In the listing below, find the line containing "Google client ID is" and the line containing "let users = load_user_store().await;". Repeat exactly those two lines and every line between them, nothing more.

*-*-*

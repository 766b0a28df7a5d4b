//! Client Module
//!
//! The client-side half of the authentication flow, UI excluded: screens
//! collect credentials and render surfaces, but everything that decides
//! *whether* and *as whom* the app is authenticated lives here.
//!
//! # Architecture
//!
//! - **`config`** - Where the API lives
//! - **`api`** - HTTP client for the auth endpoints
//! - **`credentials`** - Durable token + user persistence
//! - **`session`** - The state machine routing to the user or admin surface
//!
//! # Flow
//!
//! 1. `Session::restore` at startup re-enters an authenticated state from
//!    persisted credentials
//! 2. `begin_login` then `AuthClient::login` (or `login_with_google`)
//! 3. `complete_login` persists the token and routes by role
//! 4. A 403 from any authenticated request feeds `handle_expiry`, which
//!    clears credentials and returns to the login surface

/// Client configuration
pub mod config;

/// HTTP API client
pub mod api;

/// Credential persistence
pub mod credentials;

/// Session state machine
pub mod session;

pub use api::{ApiError, AuthClient};
pub use config::ClientConfig;
pub use credentials::CredentialStore;
pub use session::{Session, SessionState, Surface};
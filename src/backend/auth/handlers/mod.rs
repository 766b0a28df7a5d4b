//! Authentication Handlers Module
//!
//! HTTP handlers for the authentication endpoints. Handlers are thin
//! adapters: they extract the request, call into `AuthService`, and shape
//! the response; every failure path is an `AuthError` converting to its
//! HTTP form.
//!
//! # Handlers
//!
//! - **`signup`** - POST /signup - User registration
//! - **`login`** - POST /login - Password authentication
//! - **`google_login`** - POST /google-login - Google ID-token authentication
//! - **`get_me`** - GET /me - Current principal's profile (protected)
//!
//! The request/response bodies live in `crate::shared::api` because the
//! client consumes the same types.

/// Signup handler
pub mod signup;

/// Login handler
pub mod login;

/// Google login handler
pub mod google_login;

/// Get current user handler
pub mod me;

pub use google_login::google_login;
pub use login::login;
pub use me::get_me;
pub use signup::signup;
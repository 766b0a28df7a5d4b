/**
 * Server Initialization
 *
 * Assembly of the Axum application: configuration loading, state creation,
 * and route configuration.
 *
 * # Initialization Process
 *
 * 1. Load the user store (PostgreSQL, or in-memory fallback)
 * 2. Load the Google verifier if a client ID is configured
 * 3. Build the auth service and application state
 * 4. Create the router with all routes and layers
 */

use std::sync::Arc;

use axum::Router;

use crate::backend::auth::service::AuthService;
use crate::backend::routes::router::create_router;
use crate::backend::server::config::{load_google_verifier, load_user_store};
use crate::backend::server::state::AppState;

/// Create and configure the Axum application
///
/// The function is resilient: a missing database or Google client ID is
/// logged and degrades the corresponding feature instead of aborting.
pub async fn create_app() -> Router<()> {
    tracing::info!("Initializing Motalk backend server");

    let users = load_user_store().await;
    let google = load_google_verifier();

    let auth = Arc::new(AuthService::new(users, google));
    let app_state = AppState::new(auth);

    create_router(app_state)
}
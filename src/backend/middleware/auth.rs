/**
 * Authentication Middleware
 *
 * Middleware protecting routes that require an authenticated principal. It
 * extracts the bearer token from the Authorization header, verifies it, and
 * attaches the resolved `Principal` to the request extensions.
 *
 * Verification is pure: a signature and expiry check, no store access. A
 * missing, malformed, invalid, or expired token is rejected with 403 before
 * the protected handler runs.
 */

use axum::{
    extract::{FromRequestParts, Request},
    http::header::AUTHORIZATION,
    middleware::Next,
    response::Response,
};

use crate::backend::auth::error::AuthError;
use crate::backend::auth::sessions::{principal_from_token, Principal};

/// Authentication middleware
///
/// 1. Extracts the token from the `Authorization: Bearer <token>` header
/// 2. Verifies signature and expiry
/// 3. Attaches the `Principal` to request extensions for handlers
pub async fn require_auth(mut request: Request, next: Next) -> Result<Response, AuthError> {
    let auth_header = request
        .headers()
        .get(AUTHORIZATION)
        .and_then(|h| h.to_str().ok())
        .ok_or_else(|| {
            tracing::warn!("Missing Authorization header");
            AuthError::TokenMissing
        })?;

    let token = auth_header.strip_prefix("Bearer ").ok_or_else(|| {
        tracing::warn!("Malformed Authorization header");
        AuthError::TokenInvalid
    })?;

    let principal = principal_from_token(token)?;

    request.extensions_mut().insert(principal);

    Ok(next.run(request).await)
}

/// Axum extractor for the authenticated principal
///
/// Usable as a handler parameter on any route behind `require_auth`.
#[derive(Clone, Debug)]
pub struct AuthUser(pub Principal);

impl<S> FromRequestParts<S> for AuthUser
where
    S: Send + Sync,
{
    type Rejection = AuthError;

    async fn from_request_parts(
        parts: &mut axum::http::request::Parts,
        _state: &S,
    ) -> Result<Self, Self::Rejection> {
        let principal = parts.extensions.get::<Principal>().copied().ok_or_else(|| {
            tracing::warn!("Principal not found in request extensions");
            AuthError::TokenMissing
        })?;

        Ok(AuthUser(principal))
    }
}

*-*-*

## [SOLUTION]
/// The function is resilient: a missing database or Google client ID is
/// logged and degrades the corresponding feature instead of aborting.
pub async fn create_app() -> Router<()> {
    tracing::info!("Initializing Motalk backend server");

    let users = load_user_store().await;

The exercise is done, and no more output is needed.